(Exercise) What you return must be an exact copy of the lines in the listing below between the line holding "machine.rom = state.rom.clone();" and the line holding "magic and version.", inclusive, and nothing more.

++++ Entries shown

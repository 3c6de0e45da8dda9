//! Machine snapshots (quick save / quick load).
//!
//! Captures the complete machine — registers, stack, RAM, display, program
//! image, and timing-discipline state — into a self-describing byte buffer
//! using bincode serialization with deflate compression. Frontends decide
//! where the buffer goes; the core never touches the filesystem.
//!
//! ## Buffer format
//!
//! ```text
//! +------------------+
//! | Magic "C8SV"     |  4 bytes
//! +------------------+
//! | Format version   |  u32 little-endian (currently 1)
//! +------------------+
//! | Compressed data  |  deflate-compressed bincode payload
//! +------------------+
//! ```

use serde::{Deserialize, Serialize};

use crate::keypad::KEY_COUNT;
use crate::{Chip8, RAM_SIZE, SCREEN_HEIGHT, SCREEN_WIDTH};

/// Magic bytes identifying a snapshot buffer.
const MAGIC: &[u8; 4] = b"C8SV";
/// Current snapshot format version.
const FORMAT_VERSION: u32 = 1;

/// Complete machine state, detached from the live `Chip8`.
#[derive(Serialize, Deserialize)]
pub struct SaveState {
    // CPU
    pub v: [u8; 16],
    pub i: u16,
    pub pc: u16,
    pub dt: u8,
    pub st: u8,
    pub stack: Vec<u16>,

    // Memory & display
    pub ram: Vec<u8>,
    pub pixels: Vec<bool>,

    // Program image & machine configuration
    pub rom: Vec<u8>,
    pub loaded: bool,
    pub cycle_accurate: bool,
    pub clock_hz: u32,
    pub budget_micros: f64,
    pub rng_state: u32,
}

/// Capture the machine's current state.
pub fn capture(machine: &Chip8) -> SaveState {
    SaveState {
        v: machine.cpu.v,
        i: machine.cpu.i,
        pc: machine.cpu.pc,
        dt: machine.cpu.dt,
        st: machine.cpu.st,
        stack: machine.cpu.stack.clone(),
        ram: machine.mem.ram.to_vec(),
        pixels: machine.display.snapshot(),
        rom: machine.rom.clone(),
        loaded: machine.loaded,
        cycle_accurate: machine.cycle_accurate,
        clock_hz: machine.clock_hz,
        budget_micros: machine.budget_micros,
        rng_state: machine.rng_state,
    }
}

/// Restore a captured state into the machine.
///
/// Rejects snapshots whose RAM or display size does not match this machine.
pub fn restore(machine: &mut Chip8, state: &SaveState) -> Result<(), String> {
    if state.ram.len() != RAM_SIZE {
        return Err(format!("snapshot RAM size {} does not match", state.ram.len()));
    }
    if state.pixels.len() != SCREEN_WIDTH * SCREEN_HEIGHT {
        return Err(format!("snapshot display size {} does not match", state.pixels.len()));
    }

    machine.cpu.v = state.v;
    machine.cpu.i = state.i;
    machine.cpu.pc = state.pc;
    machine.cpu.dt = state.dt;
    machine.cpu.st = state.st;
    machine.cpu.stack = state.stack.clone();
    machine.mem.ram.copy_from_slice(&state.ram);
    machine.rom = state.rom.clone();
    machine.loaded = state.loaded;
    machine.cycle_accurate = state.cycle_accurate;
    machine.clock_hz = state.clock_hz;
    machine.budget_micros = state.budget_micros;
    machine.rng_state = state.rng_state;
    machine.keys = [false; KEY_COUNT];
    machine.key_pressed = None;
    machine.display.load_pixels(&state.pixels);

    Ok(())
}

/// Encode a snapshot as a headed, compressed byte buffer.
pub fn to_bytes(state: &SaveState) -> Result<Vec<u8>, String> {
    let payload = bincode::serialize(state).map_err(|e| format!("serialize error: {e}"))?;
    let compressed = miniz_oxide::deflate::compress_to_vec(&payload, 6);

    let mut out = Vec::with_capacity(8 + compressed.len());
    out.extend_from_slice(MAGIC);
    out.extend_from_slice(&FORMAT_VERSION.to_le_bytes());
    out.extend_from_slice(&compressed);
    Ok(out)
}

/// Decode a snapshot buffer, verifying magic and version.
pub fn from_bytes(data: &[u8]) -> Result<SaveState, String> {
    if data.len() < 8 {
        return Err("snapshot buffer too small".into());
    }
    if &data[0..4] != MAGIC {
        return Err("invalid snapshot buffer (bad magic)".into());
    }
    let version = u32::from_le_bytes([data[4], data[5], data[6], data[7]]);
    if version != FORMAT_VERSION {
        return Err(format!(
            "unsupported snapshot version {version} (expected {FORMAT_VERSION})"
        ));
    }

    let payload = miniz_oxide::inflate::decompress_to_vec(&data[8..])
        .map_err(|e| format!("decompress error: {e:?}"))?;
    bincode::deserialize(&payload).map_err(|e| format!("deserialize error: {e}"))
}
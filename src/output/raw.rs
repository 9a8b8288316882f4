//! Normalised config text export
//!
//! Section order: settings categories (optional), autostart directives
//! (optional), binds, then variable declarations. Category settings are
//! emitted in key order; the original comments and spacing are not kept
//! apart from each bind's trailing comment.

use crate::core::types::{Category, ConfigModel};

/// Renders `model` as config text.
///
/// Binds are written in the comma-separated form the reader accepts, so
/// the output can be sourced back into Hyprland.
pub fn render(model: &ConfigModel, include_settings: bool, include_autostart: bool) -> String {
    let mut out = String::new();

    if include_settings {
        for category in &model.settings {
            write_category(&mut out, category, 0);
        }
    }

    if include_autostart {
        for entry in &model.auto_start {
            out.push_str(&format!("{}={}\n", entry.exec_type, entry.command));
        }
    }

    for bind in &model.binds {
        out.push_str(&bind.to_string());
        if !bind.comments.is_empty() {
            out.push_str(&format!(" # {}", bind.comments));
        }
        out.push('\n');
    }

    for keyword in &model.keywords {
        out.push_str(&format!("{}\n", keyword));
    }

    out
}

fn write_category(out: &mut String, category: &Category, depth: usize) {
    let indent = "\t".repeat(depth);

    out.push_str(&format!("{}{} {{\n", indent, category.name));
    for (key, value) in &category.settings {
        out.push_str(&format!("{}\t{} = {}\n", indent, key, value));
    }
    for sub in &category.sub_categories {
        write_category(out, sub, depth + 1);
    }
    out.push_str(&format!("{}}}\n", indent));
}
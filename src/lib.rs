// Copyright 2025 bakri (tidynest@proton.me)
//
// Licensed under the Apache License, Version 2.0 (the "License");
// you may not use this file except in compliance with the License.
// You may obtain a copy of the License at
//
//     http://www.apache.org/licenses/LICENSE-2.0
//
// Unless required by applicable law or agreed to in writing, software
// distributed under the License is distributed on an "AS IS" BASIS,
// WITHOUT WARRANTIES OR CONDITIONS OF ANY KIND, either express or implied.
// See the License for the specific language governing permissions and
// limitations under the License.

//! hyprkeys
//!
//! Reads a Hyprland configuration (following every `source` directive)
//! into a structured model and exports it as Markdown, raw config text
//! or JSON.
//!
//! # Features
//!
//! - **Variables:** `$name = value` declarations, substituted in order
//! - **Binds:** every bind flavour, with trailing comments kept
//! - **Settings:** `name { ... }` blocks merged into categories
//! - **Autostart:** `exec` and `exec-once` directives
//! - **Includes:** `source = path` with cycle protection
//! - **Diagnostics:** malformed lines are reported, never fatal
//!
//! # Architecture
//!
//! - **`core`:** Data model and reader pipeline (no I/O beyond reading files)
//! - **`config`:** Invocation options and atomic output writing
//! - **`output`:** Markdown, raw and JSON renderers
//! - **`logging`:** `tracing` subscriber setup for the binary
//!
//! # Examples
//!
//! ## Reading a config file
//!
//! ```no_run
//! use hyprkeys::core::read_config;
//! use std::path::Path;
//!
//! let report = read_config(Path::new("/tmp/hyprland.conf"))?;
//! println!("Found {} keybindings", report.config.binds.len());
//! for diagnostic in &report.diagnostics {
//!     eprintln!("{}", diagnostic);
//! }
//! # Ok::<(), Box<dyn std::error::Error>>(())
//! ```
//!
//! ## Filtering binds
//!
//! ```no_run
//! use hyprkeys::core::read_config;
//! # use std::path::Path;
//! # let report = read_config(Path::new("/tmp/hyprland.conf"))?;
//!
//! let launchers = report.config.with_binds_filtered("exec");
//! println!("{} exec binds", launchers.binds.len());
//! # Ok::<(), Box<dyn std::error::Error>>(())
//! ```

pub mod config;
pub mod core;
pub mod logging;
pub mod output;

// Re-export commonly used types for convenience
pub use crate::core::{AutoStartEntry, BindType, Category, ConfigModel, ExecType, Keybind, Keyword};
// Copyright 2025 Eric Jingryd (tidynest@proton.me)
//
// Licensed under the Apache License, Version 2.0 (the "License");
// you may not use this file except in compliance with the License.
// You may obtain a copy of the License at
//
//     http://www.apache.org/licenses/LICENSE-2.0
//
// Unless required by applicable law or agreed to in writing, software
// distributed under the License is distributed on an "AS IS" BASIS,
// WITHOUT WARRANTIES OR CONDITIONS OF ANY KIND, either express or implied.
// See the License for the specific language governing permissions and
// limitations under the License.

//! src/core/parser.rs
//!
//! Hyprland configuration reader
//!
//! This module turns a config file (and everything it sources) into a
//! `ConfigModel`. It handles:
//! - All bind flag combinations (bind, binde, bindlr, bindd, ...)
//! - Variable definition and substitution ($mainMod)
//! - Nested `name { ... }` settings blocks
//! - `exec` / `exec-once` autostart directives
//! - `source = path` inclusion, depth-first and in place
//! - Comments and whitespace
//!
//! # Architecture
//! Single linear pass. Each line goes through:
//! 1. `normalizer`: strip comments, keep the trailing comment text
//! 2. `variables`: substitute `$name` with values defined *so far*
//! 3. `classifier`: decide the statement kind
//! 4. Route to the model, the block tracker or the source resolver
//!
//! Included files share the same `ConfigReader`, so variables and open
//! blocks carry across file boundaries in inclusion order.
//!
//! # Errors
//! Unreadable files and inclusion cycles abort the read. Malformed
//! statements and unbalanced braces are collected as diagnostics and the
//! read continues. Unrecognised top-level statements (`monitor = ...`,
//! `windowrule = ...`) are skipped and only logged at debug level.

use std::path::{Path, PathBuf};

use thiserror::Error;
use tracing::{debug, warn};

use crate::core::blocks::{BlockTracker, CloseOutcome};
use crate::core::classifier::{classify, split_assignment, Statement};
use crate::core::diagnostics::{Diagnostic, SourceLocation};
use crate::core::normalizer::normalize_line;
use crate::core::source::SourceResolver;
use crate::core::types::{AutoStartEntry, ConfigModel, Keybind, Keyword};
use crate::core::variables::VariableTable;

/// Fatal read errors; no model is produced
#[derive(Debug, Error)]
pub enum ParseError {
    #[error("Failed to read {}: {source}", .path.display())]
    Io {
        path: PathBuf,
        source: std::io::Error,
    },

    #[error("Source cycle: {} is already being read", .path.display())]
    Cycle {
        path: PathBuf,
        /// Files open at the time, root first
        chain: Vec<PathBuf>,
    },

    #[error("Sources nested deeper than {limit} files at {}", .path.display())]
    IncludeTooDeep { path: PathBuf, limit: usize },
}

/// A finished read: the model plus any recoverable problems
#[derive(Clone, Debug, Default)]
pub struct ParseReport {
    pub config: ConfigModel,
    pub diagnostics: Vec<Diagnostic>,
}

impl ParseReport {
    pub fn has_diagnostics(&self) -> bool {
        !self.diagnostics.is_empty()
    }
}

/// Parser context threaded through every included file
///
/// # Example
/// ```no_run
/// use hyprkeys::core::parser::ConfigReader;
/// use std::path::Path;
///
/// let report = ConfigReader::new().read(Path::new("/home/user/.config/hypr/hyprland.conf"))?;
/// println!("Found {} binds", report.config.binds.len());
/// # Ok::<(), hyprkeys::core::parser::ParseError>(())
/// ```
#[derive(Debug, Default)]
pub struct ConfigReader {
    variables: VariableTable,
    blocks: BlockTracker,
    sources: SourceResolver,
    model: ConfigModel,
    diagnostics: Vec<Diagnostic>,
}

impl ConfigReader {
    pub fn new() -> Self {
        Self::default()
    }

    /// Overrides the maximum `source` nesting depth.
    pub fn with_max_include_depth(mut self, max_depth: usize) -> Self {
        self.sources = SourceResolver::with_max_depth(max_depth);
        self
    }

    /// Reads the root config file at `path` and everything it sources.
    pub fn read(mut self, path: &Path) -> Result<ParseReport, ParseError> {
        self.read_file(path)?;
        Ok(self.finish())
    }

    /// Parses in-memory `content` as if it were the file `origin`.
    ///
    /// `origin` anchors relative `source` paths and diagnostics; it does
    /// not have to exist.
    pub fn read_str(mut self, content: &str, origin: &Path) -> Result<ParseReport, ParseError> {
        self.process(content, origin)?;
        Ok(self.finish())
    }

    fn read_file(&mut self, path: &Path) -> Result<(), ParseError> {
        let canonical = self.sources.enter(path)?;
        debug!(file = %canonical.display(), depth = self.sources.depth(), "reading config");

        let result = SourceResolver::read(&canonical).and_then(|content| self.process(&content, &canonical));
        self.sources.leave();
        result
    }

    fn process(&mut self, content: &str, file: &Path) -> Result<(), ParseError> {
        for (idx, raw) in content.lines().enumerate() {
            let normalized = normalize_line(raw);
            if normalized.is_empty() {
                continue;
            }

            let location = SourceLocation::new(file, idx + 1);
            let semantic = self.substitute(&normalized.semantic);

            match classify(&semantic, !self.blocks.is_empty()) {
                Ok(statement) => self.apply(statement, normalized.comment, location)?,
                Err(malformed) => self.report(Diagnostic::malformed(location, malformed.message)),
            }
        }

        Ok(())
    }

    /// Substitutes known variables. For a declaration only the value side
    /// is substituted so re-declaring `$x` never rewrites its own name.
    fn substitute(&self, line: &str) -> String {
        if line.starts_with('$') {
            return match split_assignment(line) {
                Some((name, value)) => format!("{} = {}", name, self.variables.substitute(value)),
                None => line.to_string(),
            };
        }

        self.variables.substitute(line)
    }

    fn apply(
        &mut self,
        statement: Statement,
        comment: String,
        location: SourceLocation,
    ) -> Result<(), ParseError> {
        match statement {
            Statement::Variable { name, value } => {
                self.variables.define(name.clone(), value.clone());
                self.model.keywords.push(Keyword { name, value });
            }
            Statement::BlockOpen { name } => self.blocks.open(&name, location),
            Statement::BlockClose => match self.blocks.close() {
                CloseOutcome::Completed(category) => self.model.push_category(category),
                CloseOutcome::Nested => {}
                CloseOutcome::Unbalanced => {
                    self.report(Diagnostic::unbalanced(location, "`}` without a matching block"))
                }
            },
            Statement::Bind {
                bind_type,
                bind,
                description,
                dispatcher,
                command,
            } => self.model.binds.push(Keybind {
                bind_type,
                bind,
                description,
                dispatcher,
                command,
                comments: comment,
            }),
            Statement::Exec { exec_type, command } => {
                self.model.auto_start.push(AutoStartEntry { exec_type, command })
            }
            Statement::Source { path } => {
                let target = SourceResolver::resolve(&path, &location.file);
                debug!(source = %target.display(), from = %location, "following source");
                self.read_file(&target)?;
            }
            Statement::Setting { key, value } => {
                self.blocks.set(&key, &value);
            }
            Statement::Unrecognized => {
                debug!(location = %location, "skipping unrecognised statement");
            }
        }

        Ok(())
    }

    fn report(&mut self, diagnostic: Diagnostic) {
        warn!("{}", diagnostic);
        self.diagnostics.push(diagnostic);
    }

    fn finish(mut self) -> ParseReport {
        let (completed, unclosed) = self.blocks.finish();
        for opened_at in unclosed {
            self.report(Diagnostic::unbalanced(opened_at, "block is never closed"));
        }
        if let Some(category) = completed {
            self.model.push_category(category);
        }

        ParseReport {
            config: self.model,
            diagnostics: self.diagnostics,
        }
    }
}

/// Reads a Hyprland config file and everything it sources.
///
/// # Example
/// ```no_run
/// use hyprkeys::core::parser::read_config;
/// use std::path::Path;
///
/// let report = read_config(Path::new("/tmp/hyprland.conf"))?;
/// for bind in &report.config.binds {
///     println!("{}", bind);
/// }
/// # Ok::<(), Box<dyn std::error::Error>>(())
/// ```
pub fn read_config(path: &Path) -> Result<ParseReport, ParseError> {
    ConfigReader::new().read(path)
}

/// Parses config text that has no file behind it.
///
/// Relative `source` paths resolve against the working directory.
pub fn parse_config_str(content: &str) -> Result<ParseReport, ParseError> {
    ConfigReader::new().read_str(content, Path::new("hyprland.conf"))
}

++++++++

(Response to the exercise)
    machine.rom = state.rom.clone();
    machine.loaded = state.loaded;
    machine.cycle_accurate = state.cycle_accurate;
    machine.clock_hz = state.clock_hz;
    machine.budget_micros = state.budget_micros;
    machine.rng_state = state.rng_state;
    machine.keys = [false; KEY_COUNT];
    machine.key_pressed = None;
    machine.display.load_pixels(&state.pixels);

    Ok(())
}

/// Encode a snapshot as a headed, compressed byte buffer.
pub fn to_bytes(state: &SaveState) -> Result<Vec<u8>, String> {
    let payload = bincode::serialize(state).map_err(|e| format!("serialize error: {e}"))?;
    let compressed = miniz_oxide::deflate::compress_to_vec(&payload, 6);

    let mut out = Vec::with_capacity(8 + compressed.len());
    out.extend_from_slice(MAGIC);
    out.extend_from_slice(&FORMAT_VERSION.to_le_bytes());
    out.extend_from_slice(&compressed);
    Ok(out)
}

/// Decode a snapshot buffer, verifying magic and version.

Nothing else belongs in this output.